His detractors said he was not a great intellectual; that he paid little attention to detail; that he hadn't been all that great an actor. Some or all of this may have been true. But what resonated with the millions who voted for him was his certainty about the strength of character of the American people, his belief in the greatness of the nation, his passionate concern that the freedoms Americans enjoy rightfully belong to all men, and his ability to communicate these ideas with heartfelt conviction. It was this Ronald Reagan that I came to know and appreciate during my stint in his administration.
I had three assignments, first as associate director of the US Information Agency (USIA), second as director of the Voice of America (VOA), and third as an assistant secretary of State. Such jobs don't mean that you weekend at Camp David or sleep in the Lincoln bedroom. But they do mean that you see quite a bit of the president over time, in small group meetings at the White House, or traveling overseas with him, or at formal dinners and state functions.
My boss in the first two assignments was Charles Wick, who'd been part of Mr. Reagan's California "kitchen cabinet." He socialized easily with Reagan and had instant White House access. This gave Mr. Wick, as director of USIA, leverage to get many things done for USIA and VOA - not a difficult task because of Reagan's knowledge of broadcasting and his enthusiasm for spreading the American story abroad. At the Department of State, my boss was George Shultz, not initially as familiar with Reagan. For a time he had problems with the White House hierarchy around the president, but eventually became Reagan's most trusted foreign policy adviser and met with him privately and regularly.
The closeness of these two men to the president gave me a window to observe Ronald Reagan. He was the same agreeable, friendly human being to everyone, whether riding horses with Queen Elizabeth, trading jokes and Irish songs with Democratic Boston pol Tip O'Neill, or bandying quips with janitors and Secret Service agents.

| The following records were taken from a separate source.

/* This Source Code Form is subject to the terms of the Mozilla Public
 * License, v. 2.0. If a copy of the MPL was not distributed with this
 * file, You can obtain one at https://mozilla.org/MPL/2.0/. */

//! Navigation state persistence.
//!
//! Values are read once at startup into a cache. Writes update the cache and
//! are handed to a write-behind worker thread; callers never wait on the
//! backing store. Failures are logged and otherwise ignored.

pub mod types;

use std::collections::{BTreeMap, BTreeSet};
use std::path::Path;
use std::sync::Arc;
use std::thread::JoinHandle;

use crossbeam_channel::{Sender, unbounded};
use log::warn;
use parking_lot::Mutex;
use redb::{ReadableDatabase, ReadableTable};

use crate::model::taxonomy::{TaxonomyModel, TaxonomyPath};
pub use types::{PersistedNavState, PreSearchSnapshot};
use types::{
    ALL_KEYS, KEY_ACTIVE_KEY, KEY_ACTIVE_PATH, KEY_PRE_SEARCH, KEY_SEARCH_OPEN_BRANCHES,
    KEY_SIDEBAR_COLLAPSED, SEARCH_KEYS, encode_flag,
};

const NAV_STATE_TABLE: redb::TableDefinition<&str, &str> = redb::TableDefinition::new("nav_state");

#[derive(Debug, Clone, PartialEq, Eq)]
pub enum PersistenceError {
    Io(String),
    Redb(String),
    Encode(String),
    WorkerGone,
}

impl std::fmt::Display for PersistenceError {
    fn fmt(&self, f: &mut std::fmt::Formatter<'_>) -> std::fmt::Result {
        match self {
            PersistenceError::Io(e) => write!(f, "IO error: {e}"),
            PersistenceError::Redb(e) => write!(f, "Redb error: {e}"),
            PersistenceError::Encode(e) => write!(f, "Encode error: {e}"),
            PersistenceError::WorkerGone => write!(f, "Persistence worker is not running"),
        }
    }
}

impl std::error::Error for PersistenceError {}

/// String key/value backend. Implementations are moved onto the write-behind
/// worker, hence `Send`.
pub trait KeyValueStore: Send {
    fn get(&self, key: &str) -> Result<Option<String>, PersistenceError>;
    fn set(&mut self, key: &str, value: &str) -> Result<(), PersistenceError>;
    fn remove(&mut self, key: &str) -> Result<(), PersistenceError>;
    fn keys(&self) -> Result<Vec<String>, PersistenceError>;
}

/// In-process store. Clones share the same map, so a test can keep a handle
/// and inspect what the worker wrote.
#[derive(Debug, Clone, Default)]
pub struct MemoryStore {
    values: Arc<Mutex<BTreeMap<String, String>>>,
}

impl MemoryStore {
    pub fn new() -> Self {
        Self::default()
    }

    pub fn with_values<I, K, V>(values: I) -> Self
    where
        I: IntoIterator<Item = (K, V)>,
        K: Into<String>,
        V: Into<String>,
    {
        let store = Self::new();
        store.values.lock().extend(
            values
                .into_iter()
                .map(|(key, value)| (key.into(), value.into())),
        );
        store
    }

    pub fn snapshot(&self) -> BTreeMap<String, String> {
        self.values.lock().clone()
    }
}

impl KeyValueStore for MemoryStore {
    fn get(&self, key: &str) -> Result<Option<String>, PersistenceError> {
        Ok(self.values.lock().get(key).cloned())
    }

    fn set(&mut self, key: &str, value: &str) -> Result<(), PersistenceError> {
        self.values.lock().insert(key.to_string(), value.to_string());
        Ok(())
    }

    fn remove(&mut self, key: &str) -> Result<(), PersistenceError> {
        self.values.lock().remove(key);
        Ok(())
    }

    fn keys(&self) -> Result<Vec<String>, PersistenceError> {
        Ok(self.values.lock().keys().cloned().collect())
    }
}

/// Durable store: a single redb table of string keys to string values.
pub struct RedbStore {
    db: redb::Database,
}

impl RedbStore {
    pub fn open(path: &Path) -> Result<Self, PersistenceError> {
        if let Some(parent) = path.parent()
            && !parent.as_os_str().is_empty()
        {
            std::fs::create_dir_all(parent)
                .map_err(|e| PersistenceError::Io(format!("Failed to create dir: {e}")))?;
        }
        let db = redb::Database::create(path)
            .map_err(|e| PersistenceError::Redb(format!("Failed to open redb: {e}")))?;

        // Create the table up front so reads on a fresh file see an empty table.
        let write_txn = db
            .begin_write()
            .map_err(|e| PersistenceError::Redb(format!("{e}")))?;
        {
            write_txn
                .open_table(NAV_STATE_TABLE)
                .map_err(|e| PersistenceError::Redb(format!("{e}")))?;
        }
        write_txn
            .commit()
            .map_err(|e| PersistenceError::Redb(format!("{e}")))?;

        Ok(Self { db })
    }
}

impl KeyValueStore for RedbStore {
    fn get(&self, key: &str) -> Result<Option<String>, PersistenceError> {
        let read_txn = self
            .db
            .begin_read()
            .map_err(|e| PersistenceError::Redb(format!("{e}")))?;
        let table = read_txn
            .open_table(NAV_STATE_TABLE)
            .map_err(|e| PersistenceError::Redb(format!("{e}")))?;
        let entry = table
            .get(key)
            .map_err(|e| PersistenceError::Redb(format!("{e}")))?;
        Ok(entry.map(|value| value.value().to_string()))
    }

    fn set(&mut self, key: &str, value: &str) -> Result<(), PersistenceError> {
        let write_txn = self
            .db
            .begin_write()
            .map_err(|e| PersistenceError::Redb(format!("{e}")))?;
        {
            let mut table = write_txn
                .open_table(NAV_STATE_TABLE)
                .map_err(|e| PersistenceError::Redb(format!("{e}")))?;
            table
                .insert(key, value)
                .map_err(|e| PersistenceError::Redb(format!("{e}")))?;
        }
        write_txn
            .commit()
            .map_err(|e| PersistenceError::Redb(format!("{e}")))
    }

    fn remove(&mut self, key: &str) -> Result<(), PersistenceError> {
        let write_txn = self
            .db
            .begin_write()
            .map_err(|e| PersistenceError::Redb(format!("{e}")))?;
        {
            let mut table = write_txn
                .open_table(NAV_STATE_TABLE)
                .map_err(|e| PersistenceError::Redb(format!("{e}")))?;
            let _ = table
                .remove(key)
                .map_err(|e| PersistenceError::Redb(format!("{e}")))?;
        }
        write_txn
            .commit()
            .map_err(|e| PersistenceError::Redb(format!("{e}")))
    }

    fn keys(&self) -> Result<Vec<String>, PersistenceError> {
        let read_txn = self
            .db
            .begin_read()
            .map_err(|e| PersistenceError::Redb(format!("{e}")))?;
        let table = read_txn
            .open_table(NAV_STATE_TABLE)
            .map_err(|e| PersistenceError::Redb(format!("{e}")))?;
        let iter = table
            .iter()
            .map_err(|e| PersistenceError::Redb(format!("{e}")))?;
        let mut keys = Vec::new();
        for entry in iter {
            let (key, _) = entry.map_err(|e| PersistenceError::Redb(format!("{e}")))?;
            keys.push(key.value().to_string());
        }
        Ok(keys)
    }
}

enum WriteOp {
    Set { key: &'static str, value: String },
    Remove { key: &'static str },
    Flush(Sender<()>),
}

pub struct PersistenceAdapter {
    cache: BTreeMap<String, String>,
    startup: PersistedNavState,
    tx: Option<Sender<WriteOp>>,
    worker: Option<JoinHandle<()>>,
}

impl PersistenceAdapter {
    /// Read every known key once, then move the store onto the worker thread.
    pub fn open(
        store: Box<dyn KeyValueStore>,
        taxonomy: &TaxonomyModel,
    ) -> Result<Self, PersistenceError> {
        let mut cache = BTreeMap::new();
        for key in ALL_KEYS {
            match store.get(key) {
                Ok(Some(value)) => {
                    cache.insert(key.to_string(), value);
                },
                Ok(None) => {},
                Err(error) => warn!("Failed to read persisted '{key}': {error}"),
            }
        }
        let startup = PersistedNavState::from_raw(&cache, taxonomy);

        let (tx, rx) = unbounded::<WriteOp>();
        let worker = std::thread::Builder::new()
            .name("nav-persistence".to_string())
            .spawn(move || {
                let mut store = store;
                for op in rx {
                    let result = match op {
                        WriteOp::Set { key, value } => store.set(key, &value),
                        WriteOp::Remove { key } => store.remove(key),
                        WriteOp::Flush(ack) => {
                            let _ = ack.send(());
                            Ok(())
                        },
                    };
                    if let Err(error) = result {
                        warn!("Persisted navigation write failed: {error}");
                    }
                }
            })
            .map_err(|e| PersistenceError::Io(format!("Failed to spawn worker: {e}")))?;

        Ok(Self {
            cache,
            startup,
            tx: Some(tx),
            worker: Some(worker),
        })
    }

    pub fn in_memory(taxonomy: &TaxonomyModel) -> Result<Self, PersistenceError> {
        Self::open(Box::new(MemoryStore::new()), taxonomy)
    }

    /// State as it was read at startup, already validated against the taxonomy.
    pub fn startup_state(&self) -> &PersistedNavState {
        &self.startup
    }

    pub fn cached(&self, key: &str) -> Option<&str> {
        self.cache.get(key).map(String::as_str)
    }

    pub fn save_active(&mut self, path: Option<&TaxonomyPath>, resolved_key: &str) {
        match path {
            Some(path) => {
                self.write(KEY_ACTIVE_PATH, path.as_str().to_string());
                self.write(KEY_ACTIVE_KEY, resolved_key.to_string());
            },
            None => {
                self.erase(KEY_ACTIVE_PATH);
                self.write(KEY_ACTIVE_KEY, resolved_key.to_string());
            },
        }
    }

    pub fn save_sidebar_collapsed(&mut self, collapsed: bool) {
        self.write(KEY_SIDEBAR_COLLAPSED, encode_flag(collapsed).to_string());
    }

    pub fn save_search_open_branches(&mut self, branches: &BTreeSet<String>) {
        match serde_json::to_string(branches) {
            Ok(value) => self.write(KEY_SEARCH_OPEN_BRANCHES, value),
            Err(error) => warn!("{}", PersistenceError::Encode(format!("{error}"))),
        }
    }

    pub fn save_pre_search(&mut self, snapshot: &PreSearchSnapshot) {
        match serde_json::to_string(snapshot) {
            Ok(value) => self.write(KEY_PRE_SEARCH, value),
            Err(error) => warn!("{}", PersistenceError::Encode(format!("{error}"))),
        }
    }

    pub fn clear_search_keys(&mut self) {
        for key in SEARCH_KEYS {
            self.erase(key);
        }
    }

    /// Block until every write queued so far has reached the store.
    pub fn flush(&self) -> Result<(), PersistenceError> {
        let tx = self.tx.as_ref().ok_or(PersistenceError::WorkerGone)?;
        let (ack_tx, ack_rx) = crossbeam_channel::bounded(1);
        tx.send(WriteOp::Flush(ack_tx))
            .map_err(|_| PersistenceError::WorkerGone)?;
        ack_rx.recv().map_err(|_| PersistenceError::WorkerGone)
    }

    fn write(&mut self, key: &'static str, value: String) {
        if self.cache.get(key) == Some(&value) {
            return;
        }
        self.cache.insert(key.to_string(), value.clone());
        self.send(WriteOp::Set { key, value });
    }

    fn erase(&mut self, key: &'static str) {
        if self.cache.remove(key).is_some() {
            self.send(WriteOp::Remove { key });
        }
    }

    fn send(&self, op: WriteOp) {
        let Some(tx) = self.tx.as_ref() else {
            return;
        };
        if tx.send(op).is_err() {
            warn!("Persistence worker stopped; dropping navigation write");
        }
    }
}

impl Drop for PersistenceAdapter {
    fn drop(&mut self) {
        // Closing the channel lets the worker drain and exit.
        self.tx.take();
        if let Some(worker) = self.worker.take() {
            let _ = worker.join();
        }
    }
}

To each person he met, whatever their role in life, he gave the impression he was completely interested in and focused upon them. And he was.
It was no act.
His manners were charming. Once, after I had been involved in a presentation with a small group at the White House, he stopped us as we were gathering up our charts and papers. "I know you fellows are busy," he said, then asked apologetically whether we could "stay for a few minutes" while he told a few amusing anecdotes. We came out marveling that the president of the United States had asked our permission to tell a few stories.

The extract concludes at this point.